> [AIM OF THE TASK]: Look through the data below and extract, unchanged, the lines from the one that contains "self.types.insert(ty.clone(), name.clone());" to the one that contains "The parameter list", both included.

Extracted data entries:
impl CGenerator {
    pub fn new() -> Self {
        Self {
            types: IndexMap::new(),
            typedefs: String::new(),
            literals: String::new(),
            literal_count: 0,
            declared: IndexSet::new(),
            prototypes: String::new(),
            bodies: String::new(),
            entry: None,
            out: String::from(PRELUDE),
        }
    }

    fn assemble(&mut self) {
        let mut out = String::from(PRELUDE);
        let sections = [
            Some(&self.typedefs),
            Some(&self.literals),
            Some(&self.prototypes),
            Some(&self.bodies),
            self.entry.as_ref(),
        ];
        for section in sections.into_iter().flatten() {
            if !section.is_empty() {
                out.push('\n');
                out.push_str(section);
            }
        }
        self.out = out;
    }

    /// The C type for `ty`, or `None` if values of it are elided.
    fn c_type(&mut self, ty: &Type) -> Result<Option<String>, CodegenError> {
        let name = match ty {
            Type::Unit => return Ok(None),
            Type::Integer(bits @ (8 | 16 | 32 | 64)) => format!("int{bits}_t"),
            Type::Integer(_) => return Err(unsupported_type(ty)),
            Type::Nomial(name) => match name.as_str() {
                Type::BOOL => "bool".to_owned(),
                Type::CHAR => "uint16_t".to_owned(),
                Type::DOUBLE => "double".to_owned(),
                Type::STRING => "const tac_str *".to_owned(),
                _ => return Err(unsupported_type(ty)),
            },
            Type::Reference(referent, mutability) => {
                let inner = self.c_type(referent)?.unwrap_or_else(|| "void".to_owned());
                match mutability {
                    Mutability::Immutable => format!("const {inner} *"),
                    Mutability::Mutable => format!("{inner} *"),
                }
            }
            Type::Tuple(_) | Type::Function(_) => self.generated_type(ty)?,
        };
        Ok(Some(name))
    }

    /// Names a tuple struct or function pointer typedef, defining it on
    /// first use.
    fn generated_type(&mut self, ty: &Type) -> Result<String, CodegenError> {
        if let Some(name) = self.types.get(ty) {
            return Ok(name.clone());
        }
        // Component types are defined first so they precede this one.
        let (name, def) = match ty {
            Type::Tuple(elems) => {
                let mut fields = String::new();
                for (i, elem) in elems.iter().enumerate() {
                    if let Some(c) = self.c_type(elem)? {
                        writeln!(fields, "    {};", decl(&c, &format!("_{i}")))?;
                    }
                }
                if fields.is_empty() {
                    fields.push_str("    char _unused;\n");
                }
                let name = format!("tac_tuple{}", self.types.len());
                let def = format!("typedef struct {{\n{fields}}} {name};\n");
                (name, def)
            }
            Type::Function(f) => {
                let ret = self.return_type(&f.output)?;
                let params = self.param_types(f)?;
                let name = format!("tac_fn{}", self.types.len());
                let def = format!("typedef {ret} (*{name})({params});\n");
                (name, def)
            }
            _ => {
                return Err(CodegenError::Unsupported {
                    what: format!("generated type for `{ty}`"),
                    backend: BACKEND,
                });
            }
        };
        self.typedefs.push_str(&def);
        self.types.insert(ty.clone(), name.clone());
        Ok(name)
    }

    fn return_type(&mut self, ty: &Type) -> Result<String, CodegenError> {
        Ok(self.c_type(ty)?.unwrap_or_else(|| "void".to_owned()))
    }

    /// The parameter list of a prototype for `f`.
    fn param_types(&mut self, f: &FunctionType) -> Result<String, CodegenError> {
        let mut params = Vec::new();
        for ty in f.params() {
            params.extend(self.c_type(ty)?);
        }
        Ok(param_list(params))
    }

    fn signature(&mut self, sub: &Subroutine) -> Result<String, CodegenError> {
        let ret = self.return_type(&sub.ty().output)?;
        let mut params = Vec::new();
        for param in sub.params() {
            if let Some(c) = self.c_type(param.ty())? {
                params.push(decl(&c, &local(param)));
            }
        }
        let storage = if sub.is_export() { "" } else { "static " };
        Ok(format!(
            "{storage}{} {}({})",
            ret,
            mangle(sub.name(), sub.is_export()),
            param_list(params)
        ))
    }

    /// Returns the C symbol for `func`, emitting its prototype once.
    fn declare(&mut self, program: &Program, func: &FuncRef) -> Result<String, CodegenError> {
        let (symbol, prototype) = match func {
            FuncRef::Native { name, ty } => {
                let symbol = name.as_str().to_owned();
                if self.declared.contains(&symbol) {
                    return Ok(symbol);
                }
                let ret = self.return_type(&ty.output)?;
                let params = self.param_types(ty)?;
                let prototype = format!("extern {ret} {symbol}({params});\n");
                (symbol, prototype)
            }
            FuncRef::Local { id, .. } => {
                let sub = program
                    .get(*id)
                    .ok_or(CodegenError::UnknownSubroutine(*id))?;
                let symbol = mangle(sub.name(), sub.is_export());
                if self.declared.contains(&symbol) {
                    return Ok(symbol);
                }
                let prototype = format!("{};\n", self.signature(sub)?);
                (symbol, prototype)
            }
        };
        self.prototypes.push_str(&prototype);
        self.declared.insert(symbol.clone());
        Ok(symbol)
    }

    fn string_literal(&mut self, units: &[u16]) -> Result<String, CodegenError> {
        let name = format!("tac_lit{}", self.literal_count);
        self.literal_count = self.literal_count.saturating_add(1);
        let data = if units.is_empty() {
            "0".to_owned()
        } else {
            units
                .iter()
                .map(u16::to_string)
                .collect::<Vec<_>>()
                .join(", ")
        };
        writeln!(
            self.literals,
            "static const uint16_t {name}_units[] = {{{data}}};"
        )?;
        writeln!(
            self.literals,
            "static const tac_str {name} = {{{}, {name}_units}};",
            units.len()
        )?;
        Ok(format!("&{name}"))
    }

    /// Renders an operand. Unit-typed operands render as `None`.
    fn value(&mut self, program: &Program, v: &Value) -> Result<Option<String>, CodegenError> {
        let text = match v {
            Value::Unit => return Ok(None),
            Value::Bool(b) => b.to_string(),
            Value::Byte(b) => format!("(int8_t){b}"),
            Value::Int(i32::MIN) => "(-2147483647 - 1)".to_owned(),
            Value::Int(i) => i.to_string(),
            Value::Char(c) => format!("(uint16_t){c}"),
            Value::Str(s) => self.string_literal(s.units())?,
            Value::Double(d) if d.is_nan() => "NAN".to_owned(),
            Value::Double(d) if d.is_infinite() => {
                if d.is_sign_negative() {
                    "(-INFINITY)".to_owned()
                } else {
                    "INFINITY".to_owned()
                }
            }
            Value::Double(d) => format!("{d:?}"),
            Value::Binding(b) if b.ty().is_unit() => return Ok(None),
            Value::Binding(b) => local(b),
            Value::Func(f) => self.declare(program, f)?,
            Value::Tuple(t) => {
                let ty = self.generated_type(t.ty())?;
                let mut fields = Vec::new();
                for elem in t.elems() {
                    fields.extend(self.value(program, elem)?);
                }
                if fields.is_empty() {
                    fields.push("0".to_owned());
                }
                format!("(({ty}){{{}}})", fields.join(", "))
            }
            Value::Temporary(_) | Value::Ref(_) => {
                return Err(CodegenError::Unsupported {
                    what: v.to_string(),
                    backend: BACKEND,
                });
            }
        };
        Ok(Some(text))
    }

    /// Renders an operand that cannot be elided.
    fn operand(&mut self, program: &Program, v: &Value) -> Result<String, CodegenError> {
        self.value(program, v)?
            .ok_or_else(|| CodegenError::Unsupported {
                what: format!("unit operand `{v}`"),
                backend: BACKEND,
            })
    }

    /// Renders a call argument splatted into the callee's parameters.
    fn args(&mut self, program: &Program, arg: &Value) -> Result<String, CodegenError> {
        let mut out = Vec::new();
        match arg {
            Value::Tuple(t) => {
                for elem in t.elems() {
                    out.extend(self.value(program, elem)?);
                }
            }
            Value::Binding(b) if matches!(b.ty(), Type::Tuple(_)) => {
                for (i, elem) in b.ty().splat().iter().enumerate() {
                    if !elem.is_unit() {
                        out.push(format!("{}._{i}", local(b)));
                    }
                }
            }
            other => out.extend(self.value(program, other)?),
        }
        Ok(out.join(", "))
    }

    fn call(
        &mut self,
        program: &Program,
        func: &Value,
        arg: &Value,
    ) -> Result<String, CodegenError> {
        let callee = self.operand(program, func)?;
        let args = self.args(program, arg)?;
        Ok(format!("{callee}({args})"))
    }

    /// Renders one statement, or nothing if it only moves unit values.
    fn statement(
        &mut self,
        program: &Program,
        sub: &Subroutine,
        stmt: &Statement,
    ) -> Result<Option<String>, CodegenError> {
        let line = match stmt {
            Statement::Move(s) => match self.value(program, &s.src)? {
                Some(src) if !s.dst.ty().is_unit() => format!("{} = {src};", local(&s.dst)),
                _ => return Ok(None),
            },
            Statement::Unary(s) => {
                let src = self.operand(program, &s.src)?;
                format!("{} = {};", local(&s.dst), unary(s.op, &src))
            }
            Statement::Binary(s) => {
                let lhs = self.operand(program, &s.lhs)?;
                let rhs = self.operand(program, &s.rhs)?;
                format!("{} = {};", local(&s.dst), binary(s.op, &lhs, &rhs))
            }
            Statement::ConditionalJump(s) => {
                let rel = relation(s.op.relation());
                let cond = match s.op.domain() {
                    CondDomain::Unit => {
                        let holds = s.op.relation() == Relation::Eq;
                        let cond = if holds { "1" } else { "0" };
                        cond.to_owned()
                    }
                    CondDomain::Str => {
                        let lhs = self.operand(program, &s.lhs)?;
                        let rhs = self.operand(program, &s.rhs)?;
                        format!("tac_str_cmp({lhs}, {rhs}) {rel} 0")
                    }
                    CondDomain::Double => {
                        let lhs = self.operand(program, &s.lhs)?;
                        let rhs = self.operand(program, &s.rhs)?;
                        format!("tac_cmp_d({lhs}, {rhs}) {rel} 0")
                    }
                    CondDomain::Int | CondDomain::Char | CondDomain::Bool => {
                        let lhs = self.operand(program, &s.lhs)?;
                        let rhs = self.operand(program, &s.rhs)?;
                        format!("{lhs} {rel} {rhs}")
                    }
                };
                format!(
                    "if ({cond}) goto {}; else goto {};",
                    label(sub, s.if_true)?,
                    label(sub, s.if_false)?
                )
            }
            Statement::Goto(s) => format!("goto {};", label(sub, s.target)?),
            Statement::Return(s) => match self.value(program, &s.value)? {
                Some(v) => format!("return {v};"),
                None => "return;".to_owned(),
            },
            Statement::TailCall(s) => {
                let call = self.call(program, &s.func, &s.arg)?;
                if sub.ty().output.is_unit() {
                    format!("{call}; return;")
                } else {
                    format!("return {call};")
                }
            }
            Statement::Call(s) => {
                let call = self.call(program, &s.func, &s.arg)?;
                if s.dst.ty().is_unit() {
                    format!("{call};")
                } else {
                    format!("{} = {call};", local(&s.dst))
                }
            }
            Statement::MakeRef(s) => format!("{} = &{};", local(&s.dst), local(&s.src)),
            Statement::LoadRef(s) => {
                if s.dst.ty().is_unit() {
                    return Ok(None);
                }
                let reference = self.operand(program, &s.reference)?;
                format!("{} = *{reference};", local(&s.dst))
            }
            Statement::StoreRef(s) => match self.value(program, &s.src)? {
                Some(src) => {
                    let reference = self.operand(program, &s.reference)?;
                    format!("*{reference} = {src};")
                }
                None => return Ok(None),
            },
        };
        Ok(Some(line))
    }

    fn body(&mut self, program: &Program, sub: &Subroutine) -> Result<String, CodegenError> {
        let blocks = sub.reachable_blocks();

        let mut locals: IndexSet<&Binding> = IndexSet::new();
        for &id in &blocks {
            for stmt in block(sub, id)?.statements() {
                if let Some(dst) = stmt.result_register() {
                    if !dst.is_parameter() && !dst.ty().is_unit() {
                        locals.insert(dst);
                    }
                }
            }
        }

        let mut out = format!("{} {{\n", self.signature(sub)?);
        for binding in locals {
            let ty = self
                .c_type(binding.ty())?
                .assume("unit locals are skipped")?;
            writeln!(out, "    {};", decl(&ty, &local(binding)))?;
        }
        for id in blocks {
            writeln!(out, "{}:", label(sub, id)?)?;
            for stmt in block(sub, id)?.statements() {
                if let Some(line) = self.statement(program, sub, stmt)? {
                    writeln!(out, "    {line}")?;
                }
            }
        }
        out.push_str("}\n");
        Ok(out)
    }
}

> [SOLUTION]:
        self.types.insert(ty.clone(), name.clone());
        Ok(name)
    }

    fn return_type(&mut self, ty: &Type) -> Result<String, CodegenError> {
        Ok(self.c_type(ty)?.unwrap_or_else(|| "void".to_owned()))
    }

    /// The parameter list of a prototype for `f`.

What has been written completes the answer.